Having a strategy firmly based on interoperability standards has enabled us to integrate our stakeholder organisations systems and services using a controlled, step-based approach that delivers benefits quickly and iteratively while providing the flexibility to develop generic solutions to specific problems that may then be utilised by others with minimal effort

RAPA has quickly established several additional uses, from improving safety for children identified as at risk, to saving money by reducing the time patients spend unnecessarily in hospital wards awaiting discharge. As community nurses are alerted immediately when their patients are admitted they can prevent unnecessary visits to the patient’s house, cancel agency care that otherwise would have incurred a day’s full charge, and prevent unnecessary use of the police when the patient cannot be contacted at home.

Bi-directional alerts inform hospital staff of patients who may have special care requirements, such as renal patients, diabetics, or those known to the safeguarding children team or alcohol liaison nurses. GP surgeries also have access to RAPA information enabling them to target those patients who need more help in the community, supporting patients at home and reducing the number of hospital admissions.

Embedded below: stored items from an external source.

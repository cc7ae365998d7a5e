//! Robot parameter model: every calibration primitive of the system.

use nalgebra::DVector;
use serde::{Deserialize, Serialize};
use std::collections::BTreeMap;

use super::{Checkerboard, DhChain, ParamSelection, RectifiedCamera, SingleTransform};
use crate::{ModelError, Real};

const DH_CHAINS: &str = "dh_chains";
const TRANSFORMS: &str = "transforms";
const RECTIFIED_CAMS: &str = "rectified_cams";
const CHECKERBOARDS: &str = "checkerboards";

/// All calibration primitives, keyed by name within each category.
///
/// The flat parameter vector lists the categories in declaration order
/// (DH chains, transforms, rectified cameras, checkerboards), blocks sorted by
/// name, and each block's parameters in its own order.
#[derive(Debug, Clone, PartialEq, Default, Serialize, Deserialize)]
#[serde(default)]
pub struct RobotParams {
    pub dh_chains: BTreeMap<String, DhChain>,
    pub transforms: BTreeMap<String, SingleTransform>,
    pub rectified_cams: BTreeMap<String, RectifiedCamera>,
    pub checkerboards: BTreeMap<String, Checkerboard>,
}

impl RobotParams {
    /// Shape checks applied to a freshly loaded configuration.
    pub fn validate(&self) -> Result<(), ModelError> {
        for (name, board) in &self.checkerboards {
            if board.num_points() == 0 {
                return Err(ModelError::EmptyCheckerboard { name: name.clone() });
            }
        }
        Ok(())
    }

    pub fn num_params(&self) -> usize {
        self.dh_chains.values().map(DhChain::dim).sum::<usize>()
            + SingleTransform::DIM * self.transforms.len()
            + RectifiedCamera::DIM * self.rectified_cams.len()
            + Checkerboard::DIM * self.checkerboards.len()
    }

    /// Flatten every parameter into one vector.
    pub fn deflate(&self) -> DVector<Real> {
        let mut flat = Vec::with_capacity(self.num_params());
        for chain in self.dh_chains.values() {
            chain.write_params(&mut flat);
        }
        for t in self.transforms.values() {
            flat.extend_from_slice(t.params());
        }
        for cam in self.rectified_cams.values() {
            flat.extend_from_slice(&cam.params());
        }
        for board in self.checkerboards.values() {
            flat.extend_from_slice(&board.params());
        }
        DVector::from_vec(flat)
    }

    /// Overwrite every parameter from a flat vector and re-derive cached state.
    pub fn inflate(&mut self, full: &DVector<Real>) -> Result<(), ModelError> {
        let expected = self.num_params();
        if full.len() != expected {
            return Err(ModelError::ParamLength {
                expected,
                got: full.len(),
            });
        }
        let mut rest = full.as_slice();
        for chain in self.dh_chains.values_mut() {
            chain.set_params(take(&mut rest, chain.dim()))?;
        }
        for t in self.transforms.values_mut() {
            t.set_params(take(&mut rest, SingleTransform::DIM))?;
        }
        for cam in self.rectified_cams.values_mut() {
            cam.set_params(take(&mut rest, RectifiedCamera::DIM))?;
        }
        for board in self.checkerboards.values_mut() {
            board.set_params(take(&mut rest, Checkerboard::DIM))?;
        }
        debug_assert!(rest.is_empty());
        Ok(())
    }

    /// Expand a selection into a boolean mask aligned with [`Self::deflate`].
    pub fn calc_free(&self, selection: &ParamSelection) -> Result<Vec<bool>, ModelError> {
        check_known(DH_CHAINS, &selection.dh_chains, &self.dh_chains)?;
        check_known(TRANSFORMS, &selection.transforms, &self.transforms)?;
        check_known(RECTIFIED_CAMS, &selection.rectified_cams, &self.rectified_cams)?;
        check_known(CHECKERBOARDS, &selection.checkerboards, &self.checkerboards)?;

        let mut mask = Vec::with_capacity(self.num_params());
        for (name, chain) in &self.dh_chains {
            match selection.dh_chains.get(name) {
                Some(rows) if rows.len() != chain.num_joints() => {
                    return Err(ModelError::MaskShape {
                        category: DH_CHAINS,
                        name: name.clone(),
                        expected: chain.num_joints(),
                        got: rows.len(),
                    });
                }
                Some(rows) => mask.extend(rows.iter().flatten()),
                None => mask.extend(std::iter::repeat(false).take(chain.dim())),
            }
        }
        for name in self.transforms.keys() {
            let block = selection.transforms.get(name).copied().unwrap_or_default();
            mask.extend(block);
        }
        for name in self.rectified_cams.keys() {
            let block = selection.rectified_cams.get(name).copied().unwrap_or_default();
            mask.extend(block.to_array());
        }
        for name in self.checkerboards.keys() {
            let block = selection.checkerboards.get(name).copied().unwrap_or_default();
            mask.extend(block.to_array());
        }
        debug_assert_eq!(mask.len(), self.num_params());
        Ok(mask)
    }

    /// Copy of this model with every parameter taken from `full`.
    pub fn params_to_config(&self, full: &DVector<Real>) -> Result<RobotParams, ModelError> {
        let mut config = self.clone();
        config.inflate(full)?;
        Ok(config)
    }

    pub fn dh_chain(&self, name: &str) -> Result<&DhChain, ModelError> {
        lookup(DH_CHAINS, &self.dh_chains, name)
    }

    pub fn transform(&self, name: &str) -> Result<&SingleTransform, ModelError> {
        lookup(TRANSFORMS, &self.transforms, name)
    }

    pub fn rectified_cam(&self, name: &str) -> Result<&RectifiedCamera, ModelError> {
        lookup(RECTIFIED_CAMS, &self.rectified_cams, name)
    }

    pub fn checkerboard(&self, name: &str) -> Result<&Checkerboard, ModelError> {
        lookup(CHECKERBOARDS, &self.checkerboards, name)
    }
}

fn take<'a>(rest: &mut &'a [Real], n: usize) -> &'a [Real] {
    let (head, tail) = rest.split_at(n);
    *rest = tail;
    head
}

fn lookup<'a, T>(
    category: &'static str,
    blocks: &'a BTreeMap<String, T>,
    name: &str,
) -> Result<&'a T, ModelError> {
    blocks.get(name).ok_or_else(|| ModelError::UnknownBlock {
        category,
        name: name.to_string(),
    })
}

fn check_known<M, T>(
    category: &'static str,
    selected: &BTreeMap<String, M>,
    blocks: &BTreeMap<String, T>,
) -> Result<(), ModelError> {
    match selected.keys().find(|name| !blocks.contains_key(*name)) {
        Some(name) => Err(ModelError::UnknownBlock {
            category,
            name: name.clone(),
        }),
        None => Ok(()),
    }
}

Bracey said: “The system has generated a lot of interest within the hospital, with many clinical areas wanting to know when their patients are admitted. This enables them to monitor more closely the safety of their patients and we have recently enhanced the system to support this requirement.”

Future benefits

Plymouth ICT Shared Service’s strategic use of integration enables it to support existing services and continuously innovate. Director, Andy Blofield, said: “We are utilising the Ensemble interoperability framework to underpin the local development of a portal, integrated to the electronic staff record for role-based access and utilising single sign-on to provide a single point of access for staff to all local healthcare applications at the point of care.”

In addition, a real-time bed management solution, Patient Care Manager, is being developed to provide the organisation with the information it needs for the effective management of its patients.

Blofield said: “The platform and architecture are already in place with Salus and the inclusion of bed-level management will complete the suite of products required to fully support the patient pathway and the needs of our clinical and operational staff.”

The solution at Plymouth is arguably among the most-advanced in the country, being adaptable enough to cope with all foreseeable future needs in a cost-effective and intuitive manner.

“Having a strategy firmly based on interoperability standards has enabled us to integrate our stakeholder organisations systems and services using a controlled, step-based approach that delivers benefits quickly and iteratively while providing the flexibility to develop generic solutions to specific problems that may then be utilised by others with minimal effort,” Blofield said.